_Given data_

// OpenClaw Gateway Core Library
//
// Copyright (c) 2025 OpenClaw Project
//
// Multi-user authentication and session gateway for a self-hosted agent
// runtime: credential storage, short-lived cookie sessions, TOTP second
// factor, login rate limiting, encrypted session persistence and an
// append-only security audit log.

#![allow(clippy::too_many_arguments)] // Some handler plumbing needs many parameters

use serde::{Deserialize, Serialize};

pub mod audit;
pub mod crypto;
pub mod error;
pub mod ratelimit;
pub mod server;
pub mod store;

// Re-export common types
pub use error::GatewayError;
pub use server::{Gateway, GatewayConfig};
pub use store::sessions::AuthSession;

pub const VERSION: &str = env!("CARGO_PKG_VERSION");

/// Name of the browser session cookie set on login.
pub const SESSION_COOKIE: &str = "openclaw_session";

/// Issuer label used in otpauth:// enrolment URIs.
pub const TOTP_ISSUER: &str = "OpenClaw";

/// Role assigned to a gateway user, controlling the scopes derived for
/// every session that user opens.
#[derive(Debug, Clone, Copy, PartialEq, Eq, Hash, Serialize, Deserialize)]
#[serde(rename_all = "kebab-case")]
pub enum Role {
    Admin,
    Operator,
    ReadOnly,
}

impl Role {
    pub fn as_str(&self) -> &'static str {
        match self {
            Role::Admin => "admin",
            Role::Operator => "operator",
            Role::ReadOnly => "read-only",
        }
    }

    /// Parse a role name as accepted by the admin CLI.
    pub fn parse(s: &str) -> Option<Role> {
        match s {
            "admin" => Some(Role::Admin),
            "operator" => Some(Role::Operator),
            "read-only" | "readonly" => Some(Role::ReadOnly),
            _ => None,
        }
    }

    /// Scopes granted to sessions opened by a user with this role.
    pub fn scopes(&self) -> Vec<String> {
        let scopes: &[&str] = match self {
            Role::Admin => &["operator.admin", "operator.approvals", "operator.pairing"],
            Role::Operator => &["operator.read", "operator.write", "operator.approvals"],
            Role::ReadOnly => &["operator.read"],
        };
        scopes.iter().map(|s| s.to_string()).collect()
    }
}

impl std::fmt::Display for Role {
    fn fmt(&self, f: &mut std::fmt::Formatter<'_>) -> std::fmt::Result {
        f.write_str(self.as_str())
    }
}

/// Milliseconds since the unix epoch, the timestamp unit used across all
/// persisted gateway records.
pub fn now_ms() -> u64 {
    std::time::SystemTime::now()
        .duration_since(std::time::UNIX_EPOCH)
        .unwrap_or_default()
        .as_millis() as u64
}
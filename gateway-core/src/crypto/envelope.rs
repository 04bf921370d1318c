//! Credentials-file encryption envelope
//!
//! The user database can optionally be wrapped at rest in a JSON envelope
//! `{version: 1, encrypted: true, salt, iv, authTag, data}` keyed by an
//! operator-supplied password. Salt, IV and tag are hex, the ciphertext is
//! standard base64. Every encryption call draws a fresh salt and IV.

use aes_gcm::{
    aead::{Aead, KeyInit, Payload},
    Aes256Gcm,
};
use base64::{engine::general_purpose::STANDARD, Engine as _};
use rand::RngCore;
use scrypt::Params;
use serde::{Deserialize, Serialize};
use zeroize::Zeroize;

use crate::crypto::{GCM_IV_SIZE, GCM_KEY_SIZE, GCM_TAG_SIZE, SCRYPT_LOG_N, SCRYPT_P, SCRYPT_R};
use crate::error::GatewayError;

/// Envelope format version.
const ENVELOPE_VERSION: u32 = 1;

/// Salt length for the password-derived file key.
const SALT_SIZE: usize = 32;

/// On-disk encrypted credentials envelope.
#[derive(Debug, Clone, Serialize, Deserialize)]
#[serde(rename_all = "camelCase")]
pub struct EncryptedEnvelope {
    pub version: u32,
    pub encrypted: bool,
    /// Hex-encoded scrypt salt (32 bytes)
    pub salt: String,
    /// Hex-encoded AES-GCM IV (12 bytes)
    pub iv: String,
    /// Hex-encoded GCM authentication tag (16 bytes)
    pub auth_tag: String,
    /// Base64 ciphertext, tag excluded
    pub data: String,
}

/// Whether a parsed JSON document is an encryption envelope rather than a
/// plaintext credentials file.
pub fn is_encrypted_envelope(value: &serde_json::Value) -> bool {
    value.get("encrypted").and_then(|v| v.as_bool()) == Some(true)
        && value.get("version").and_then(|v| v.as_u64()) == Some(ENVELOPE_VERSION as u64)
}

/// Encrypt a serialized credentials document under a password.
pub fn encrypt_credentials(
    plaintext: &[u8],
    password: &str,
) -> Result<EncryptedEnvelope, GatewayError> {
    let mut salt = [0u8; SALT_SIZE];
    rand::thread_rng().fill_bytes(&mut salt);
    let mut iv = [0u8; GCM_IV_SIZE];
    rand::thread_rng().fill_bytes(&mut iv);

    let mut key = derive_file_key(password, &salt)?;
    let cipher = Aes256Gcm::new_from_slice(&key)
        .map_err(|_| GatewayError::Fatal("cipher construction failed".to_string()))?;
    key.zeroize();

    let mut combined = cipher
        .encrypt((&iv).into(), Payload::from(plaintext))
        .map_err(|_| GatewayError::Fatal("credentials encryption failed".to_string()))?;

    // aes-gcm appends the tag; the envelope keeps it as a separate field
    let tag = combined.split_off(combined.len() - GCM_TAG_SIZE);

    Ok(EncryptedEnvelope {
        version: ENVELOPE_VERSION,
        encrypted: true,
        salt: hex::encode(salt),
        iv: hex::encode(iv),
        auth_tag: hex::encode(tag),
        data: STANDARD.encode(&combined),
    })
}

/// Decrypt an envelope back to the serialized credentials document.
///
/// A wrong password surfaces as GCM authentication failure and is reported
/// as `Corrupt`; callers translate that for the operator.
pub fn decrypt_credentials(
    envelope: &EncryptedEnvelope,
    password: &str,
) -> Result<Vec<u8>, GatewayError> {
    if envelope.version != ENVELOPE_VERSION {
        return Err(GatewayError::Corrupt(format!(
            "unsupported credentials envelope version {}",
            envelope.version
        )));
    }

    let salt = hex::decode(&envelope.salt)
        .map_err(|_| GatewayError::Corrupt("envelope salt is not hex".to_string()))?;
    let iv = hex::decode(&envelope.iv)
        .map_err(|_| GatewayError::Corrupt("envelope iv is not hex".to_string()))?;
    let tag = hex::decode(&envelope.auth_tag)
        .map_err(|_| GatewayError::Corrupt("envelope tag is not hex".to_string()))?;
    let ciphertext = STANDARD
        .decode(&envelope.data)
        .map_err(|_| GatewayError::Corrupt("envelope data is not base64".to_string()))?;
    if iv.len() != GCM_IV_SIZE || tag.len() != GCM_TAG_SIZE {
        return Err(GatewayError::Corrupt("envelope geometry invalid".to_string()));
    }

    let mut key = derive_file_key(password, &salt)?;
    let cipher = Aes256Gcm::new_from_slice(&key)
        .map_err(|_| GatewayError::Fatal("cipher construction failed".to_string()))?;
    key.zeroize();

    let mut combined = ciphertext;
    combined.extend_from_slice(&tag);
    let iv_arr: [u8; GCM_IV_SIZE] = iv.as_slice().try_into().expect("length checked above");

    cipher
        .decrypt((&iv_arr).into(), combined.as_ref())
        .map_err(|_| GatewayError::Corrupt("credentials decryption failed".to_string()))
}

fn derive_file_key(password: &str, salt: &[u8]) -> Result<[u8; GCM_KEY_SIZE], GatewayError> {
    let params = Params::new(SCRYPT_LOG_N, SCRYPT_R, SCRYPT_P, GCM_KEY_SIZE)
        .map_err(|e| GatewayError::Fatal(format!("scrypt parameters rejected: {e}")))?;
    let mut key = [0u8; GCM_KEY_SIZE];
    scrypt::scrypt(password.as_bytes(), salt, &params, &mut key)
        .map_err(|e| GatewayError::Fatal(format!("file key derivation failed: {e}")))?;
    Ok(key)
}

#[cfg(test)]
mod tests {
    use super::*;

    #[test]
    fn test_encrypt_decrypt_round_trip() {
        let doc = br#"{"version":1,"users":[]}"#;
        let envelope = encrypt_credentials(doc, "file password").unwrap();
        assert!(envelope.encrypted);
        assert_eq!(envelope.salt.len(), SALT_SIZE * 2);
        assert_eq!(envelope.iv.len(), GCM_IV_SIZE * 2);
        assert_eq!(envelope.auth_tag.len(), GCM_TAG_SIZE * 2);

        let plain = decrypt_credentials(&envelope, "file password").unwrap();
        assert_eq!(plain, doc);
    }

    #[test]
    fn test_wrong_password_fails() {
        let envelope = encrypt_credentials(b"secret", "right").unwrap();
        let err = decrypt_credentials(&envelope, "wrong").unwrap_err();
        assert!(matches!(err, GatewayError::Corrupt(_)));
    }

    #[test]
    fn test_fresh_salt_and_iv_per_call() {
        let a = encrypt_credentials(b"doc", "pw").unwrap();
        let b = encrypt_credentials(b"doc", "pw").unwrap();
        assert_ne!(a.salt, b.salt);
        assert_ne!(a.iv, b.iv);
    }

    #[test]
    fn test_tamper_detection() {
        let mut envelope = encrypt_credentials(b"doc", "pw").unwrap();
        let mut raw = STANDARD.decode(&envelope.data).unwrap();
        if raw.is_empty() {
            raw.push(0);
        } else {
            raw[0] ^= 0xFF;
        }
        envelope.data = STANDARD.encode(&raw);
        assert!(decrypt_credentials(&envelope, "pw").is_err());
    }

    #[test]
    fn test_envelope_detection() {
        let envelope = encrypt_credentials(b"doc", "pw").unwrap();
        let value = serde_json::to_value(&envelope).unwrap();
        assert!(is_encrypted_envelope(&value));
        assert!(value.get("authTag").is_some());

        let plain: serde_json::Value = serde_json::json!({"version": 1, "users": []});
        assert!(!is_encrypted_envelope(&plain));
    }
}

_Required action_
Identify and extract each line of the listing that contains "rand".

_Written response_
use rand::RngCore;
    rand::thread_rng().fill_bytes(&mut salt);
    rand::thread_rng().fill_bytes(&mut iv);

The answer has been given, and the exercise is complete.